Possible Reasons for Decline:
-Winter Habitat: This is one of two main areas where I think most of the kestrel problems are stemming from. With the net loss in suitable land for kestrels to successfully survive the winter the population will decline. The land conversion through
Nestlings with a Vole from 2016
the decades has left fewer landscapes available for kestrels and limited amounts of land has been converted back to naturalized habitats. I would like to see a study that compares the land availability trend compared to the kestrel population trend to indicate if this is an important factor.
-Breeding Habitat: This is the second of the two main areas of concern but it encompasses the time frame not covered by the winter habitat. This is basically the same idea as the winter habitat loss but encompasses a larger portion of North America and limits the potential for population growth vs maintaining the population (winter habitat).
-Not Enough Woodpecker Habitat:
With the loss of shelter belts and treed areas the habitat available for woodpeckers has decreased. Although most woodpecker species are still present in a lot of areas their densities will have decreased due to lack of habitat and therefor fewer nest cavities will be created. Because of the reduced cavities available there will be, at least in theory, fewer available for kestrels and fewer kestrels will be raised to increase or maintain the population.
-Lack of Suitable Nest Cavities: This goes hand in hand with the lack of woodpecker habitat, in the Peace River area this appears to be an important factor, at least locally, based upon the use of nest boxes on Judah Hill. Prior to installing nest boxes here there was one maybe two pairs of naturally breeding kestrels by 2010/2011. Farmers and ranchers from the area said in the 1970/80s there were significantly more kestrels present in the same area. After installation of the nest boxes in the spring of 2012 the kestrels have repopulated the area to at least the same level as the 70/80s by 2015/2016 with 12 pairs breeding in nest boxes and four to five naturally nesting pairs. There have been limited changes to the landscape use, with the exception of more treed areas and shelter belts being removed during that time, so the limiting factor appears to be a lack of nesting sites.

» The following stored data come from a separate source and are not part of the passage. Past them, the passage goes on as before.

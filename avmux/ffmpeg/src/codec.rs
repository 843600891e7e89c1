/*!
    Opaque codec parameters passed from demuxers to the container writer.
*/

use ffmpeg_next::{codec, ffi, media};

use avmux_types::{Error, Result};

/**
    Codec parameters identified by probing an elementary stream.

    Intentionally opaque to keep ffmpeg-next types out of the public API.
    [`FfmpegWriter`](crate::FfmpegWriter) copies them into the matching
    output stream before writing the container header.
*/
pub struct CodecParameters {
    parameters: codec::Parameters,
}

impl CodecParameters {
    /**
        Copy codec parameters out of an FFmpeg stream.

        # Safety

        `source` must point to valid codec parameters.
    */
    pub(crate) unsafe fn copy_from(source: *const ffi::AVCodecParameters) -> Result<Self> {
        let mut parameters = codec::Parameters::new();
        let ret = unsafe { ffi::avcodec_parameters_copy(parameters.as_mut_ptr(), source) };
        if ret < 0 {
            return Err(Error::backend(format!(
                "failed to copy codec parameters: {}",
                crate::convert::error_message(ret)
            )));
        }
        Ok(Self { parameters })
    }

    pub(crate) fn as_ptr(&self) -> *const ffi::AVCodecParameters {
        self.parameters.as_ptr()
    }

    /**
        The codec identified for the stream.
    */
    pub fn codec_id(&self) -> codec::Id {
        self.parameters.id()
    }

    /**
        Whether the stream carries video, audio, or something else.
    */
    pub fn medium(&self) -> media::Type {
        self.parameters.medium()
    }
}

impl Clone for CodecParameters {
    fn clone(&self) -> Self {
        Self {
            parameters: self.parameters.clone(),
        }
    }
}

impl std::fmt::Debug for CodecParameters {
    fn fmt(&self, f: &mut std::fmt::Formatter<'_>) -> std::fmt::Result {
        f.debug_struct("CodecParameters")
            .field("codec_id", &self.parameters.id())
            .field("medium", &self.parameters.medium())
            .finish_non_exhaustive()
    }
}
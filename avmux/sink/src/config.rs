/*!
    Muxer configuration types.
*/

use std::collections::HashSet;
use std::fmt;
use std::str::FromStr;

use avmux_types::{Error, Rational, Result, StreamType};

/**
    Container format for output.
*/
#[derive(Clone, Copy, Debug, Default, PartialEq, Eq, Hash)]
pub enum ContainerFormat {
    /// Fragmented MP4, playable while it is being produced.
    #[default]
    FragmentedMp4,
    /// MP4 with a single movie header up front.
    ///
    /// Output is never seekable, so the index cannot be patched in by the
    /// trailer; samples are written as keyframe fragments instead.
    Mp4,
    /// Matroska container (most flexible).
    Mkv,
    /// MPEG transport stream.
    MpegTs,
}

impl ContainerFormat {
    /**
        Get the FFmpeg format name for this container.
    */
    pub fn format_name(self) -> &'static str {
        match self {
            Self::FragmentedMp4 | Self::Mp4 => "mp4",
            Self::Mkv => "matroska",
            Self::MpegTs => "mpegts",
        }
    }

    /**
        Get the typical file extension for this container.
    */
    pub fn extension(self) -> &'static str {
        match self {
            Self::FragmentedMp4 | Self::Mp4 => "mp4",
            Self::Mkv => "mkv",
            Self::MpegTs => "ts",
        }
    }

    /**
        Options handed to the muxer when writing the header.
    */
    pub fn muxer_options(self) -> &'static [(&'static str, &'static str)] {
        match self {
            Self::FragmentedMp4 => &[("movflags", "frag_keyframe+empty_moov+default_base_moof")],
            Self::Mp4 => &[("movflags", "frag_keyframe+empty_moov")],
            Self::Mkv | Self::MpegTs => &[],
        }
    }
}

impl fmt::Display for ContainerFormat {
    fn fmt(&self, f: &mut fmt::Formatter<'_>) -> fmt::Result {
        let name = match self {
            Self::FragmentedMp4 => "fmp4",
            Self::Mp4 => "mp4",
            Self::Mkv => "mkv",
            Self::MpegTs => "mpegts",
        };
        f.write_str(name)
    }
}

impl FromStr for ContainerFormat {
    type Err = Error;

    fn from_str(s: &str) -> Result<Self> {
        match s.to_ascii_lowercase().as_str() {
            "fmp4" | "fragmented-mp4" => Ok(Self::FragmentedMp4),
            "mp4" => Ok(Self::Mp4),
            "mkv" | "matroska" => Ok(Self::Mkv),
            "mpegts" | "ts" => Ok(Self::MpegTs),
            _ => Err(Error::unsupported_format(format!("unknown container format '{s}'"))),
        }
    }
}

/**
    Declaration of one input stream.
*/
#[derive(Clone, Debug, PartialEq, Eq)]
pub struct StreamConfig {
    /// Name used to address the stream.
    pub name: String,
    /// Role of the stream.
    pub kind: StreamType,
    /// Nominal frame duration (1/24 for 24 fps), also the initial time base.
    /// `None` adopts the time base reported by the demuxer.
    pub framerate: Option<Rational>,
}

impl StreamConfig {
    /**
        Declare a video stream with a nominal framerate.
    */
    pub fn video(name: impl Into<String>, framerate: Rational) -> Self {
        Self {
            name: name.into(),
            kind: StreamType::Video,
            framerate: Some(framerate),
        }
    }

    /**
        Declare an audio stream timed by its demuxer.
    */
    pub fn audio(name: impl Into<String>) -> Self {
        Self {
            name: name.into(),
            kind: StreamType::Audio,
            framerate: None,
        }
    }

    /**
        Set the nominal framerate.
    */
    pub fn with_framerate(mut self, framerate: Rational) -> Self {
        self.framerate = Some(framerate);
        self
    }
}

/**
    Configuration for a muxing session.
*/
#[derive(Clone, Debug, PartialEq, Eq)]
pub struct MuxerConfig {
    /// Container format to produce.
    pub format: ContainerFormat,
    /// Input streams, in container stream order.
    pub streams: Vec<StreamConfig>,
    /// Fraction of the container's maximum interleave delta a stream may
    /// run ahead of the slowest one.
    pub interleave_ratio: Rational,
}

impl MuxerConfig {
    /// Default share of the interleave delta usable as drift.
    pub const DEFAULT_INTERLEAVE_RATIO: Rational = Rational { num: 8, den: 10 };

    /**
        Create a new configuration without streams.
    */
    pub fn new(format: ContainerFormat) -> Self {
        Self {
            format,
            streams: Vec::new(),
            interleave_ratio: Self::DEFAULT_INTERLEAVE_RATIO,
        }
    }

    /**
        Create configuration for fragmented MP4 output.
    */
    pub fn fragmented_mp4() -> Self {
        Self::new(ContainerFormat::FragmentedMp4)
    }

    /**
        Create configuration for MP4 output.
    */
    pub fn mp4() -> Self {
        Self::new(ContainerFormat::Mp4)
    }

    /**
        Create configuration for MKV output.
    */
    pub fn mkv() -> Self {
        Self::new(ContainerFormat::Mkv)
    }

    /**
        Create configuration for MPEG-TS output.
    */
    pub fn mpegts() -> Self {
        Self::new(ContainerFormat::MpegTs)
    }

    /**
        Add a video stream named "video".
    */
    pub fn with_video(self, framerate: Rational) -> Self {
        self.with_stream(StreamConfig::video("video", framerate))
    }

    /**
        Add an audio stream named "audio".
    */
    pub fn with_audio(self) -> Self {
        self.with_stream(StreamConfig::audio("audio"))
    }

    /**
        Add a stream.
    */
    pub fn with_stream(mut self, stream: StreamConfig) -> Self {
        self.streams.push(stream);
        self
    }

    /**
        Set the interleave ratio.
    */
    pub fn with_interleave_ratio(mut self, ratio: Rational) -> Self {
        self.interleave_ratio = ratio;
        self
    }

    /**
        Check the configuration, rejecting non-positive framerates, a
        non-positive interleave ratio, and duplicate stream names.
    */
    pub fn validate(&self) -> Result<()> {
        for stream in &self.streams {
            if let Some(rate) = stream.framerate {
                if !rate.is_positive() {
                    return Err(Error::InvalidFramerate {
                        num: rate.num,
                        den: rate.den,
                    });
                }
            }
        }

        let ratio = self.interleave_ratio;
        if !ratio.is_positive() {
            return Err(Error::InvalidInterleaveRatio {
                num: ratio.num,
                den: ratio.den,
            });
        }

        let mut names = HashSet::new();
        for stream in &self.streams {
            if !names.insert(stream.name.as_str()) {
                return Err(Error::invalid_data(format!(
                    "duplicate stream name '{}'",
                    stream.name
                )));
            }
        }

        Ok(())
    }
}

impl Default for MuxerConfig {
    fn default() -> Self {
        Self::fragmented_mp4()
    }
}

#[cfg(test)]
mod tests {
    use super::*;

    #[test]
    fn format_names() {
        assert_eq!(ContainerFormat::FragmentedMp4.format_name(), "mp4");
        assert_eq!(ContainerFormat::Mkv.format_name(), "matroska");
        assert_eq!(ContainerFormat::MpegTs.extension(), "ts");
        assert!(ContainerFormat::Mkv.muxer_options().is_empty());
        assert_eq!(
            ContainerFormat::Mp4.muxer_options(),
            &[("movflags", "frag_keyframe+empty_moov")]
        );
        assert_eq!(
            ContainerFormat::FragmentedMp4.muxer_options(),
            &[("movflags", "frag_keyframe+empty_moov+default_base_moof")]
        );
    }

    #[test]
    fn format_parses_from_display() {
        for format in [
            ContainerFormat::FragmentedMp4,
            ContainerFormat::Mp4,
            ContainerFormat::Mkv,
            ContainerFormat::MpegTs,
        ] {
            assert_eq!(format.to_string().parse::<ContainerFormat>().unwrap(), format);
        }
        assert!(matches!(
            "avi".parse::<ContainerFormat>(),
            Err(Error::UnsupportedFormat { .. })
        ));
    }

    #[test]
    fn builder_declares_streams_in_order() {
        let config = MuxerConfig::fragmented_mp4()
            .with_video(Rational::new(1, 24))
            .with_audio();

        assert_eq!(config.streams.len(), 2);
        assert_eq!(config.streams[0].name, "video");
        assert_eq!(config.streams[0].framerate, Some(Rational::new(1, 24)));
        assert_eq!(config.streams[1].kind, StreamType::Audio);
        assert_eq!(config.streams[1].framerate, None);
        assert_eq!(config.interleave_ratio, Rational::new(8, 10));
        assert!(config.validate().is_ok());
    }

    #[test]
    fn rejects_non_positive_framerates() {
        for rate in [Rational::new(0, 24), Rational::new(-1, 24), Rational::new(1, -24)] {
            let config = MuxerConfig::mp4().with_video(rate);
            assert!(matches!(
                config.validate(),
                Err(Error::InvalidFramerate { .. })
            ));
        }
    }

    #[test]
    fn rejects_non_positive_ratio() {
        let config = MuxerConfig::mp4()
            .with_audio()
            .with_interleave_ratio(Rational::new(0, 1));
        assert!(matches!(
            config.validate(),
            Err(Error::InvalidInterleaveRatio { num: 0, den: 1 })
        ));
    }

    #[test]
    fn rejects_duplicate_names() {
        let config = MuxerConfig::mkv().with_audio().with_audio();
        assert!(matches!(config.validate(), Err(Error::InvalidData { .. })));
    }
}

-Cooper's Hawk: Predation by Cooper's hawks has been blamed as a component of the kestrel decline. Although that may be true, in 2016 Cooper's hawks successfully raised their young approximately 750m away from a pair of kestrels that successfully raised their chicks on Judah Hill, along with all of the other kestrels nest box pairs in the area. There was also suspected Cooper's hawk nesting at another location on Judah Hill (but nests never found) during the summers from 2015-2017 and kestrels were successfully nesting in that area too.
-Cats/Dogs: Predation by cats and/or dogs (pets) is more likely to occur on kestrel fledglings because of their weak flying capability. However, when adult kestrels are catching or consuming prey kestrels would be preoccupied and more susceptible for predation by pets.
-Pesticides: the use of pesticides on invertebrates that kestrels feed on is a potential source of mortality for both adults and chicks. However, on pasture and hay land there shouldn't be much use of pesticides so hopefully there are currently limited impacts of pesticides on kestrels.
-Randoms (power lines, wind turbines, vehicle collisions, windows, persecution): these sources of mortality are mainly accident type sources of mortality and will hopefully not be adding much impact into the population trend of kestrels, especially with new technology and policies to limi the risks to kestrels.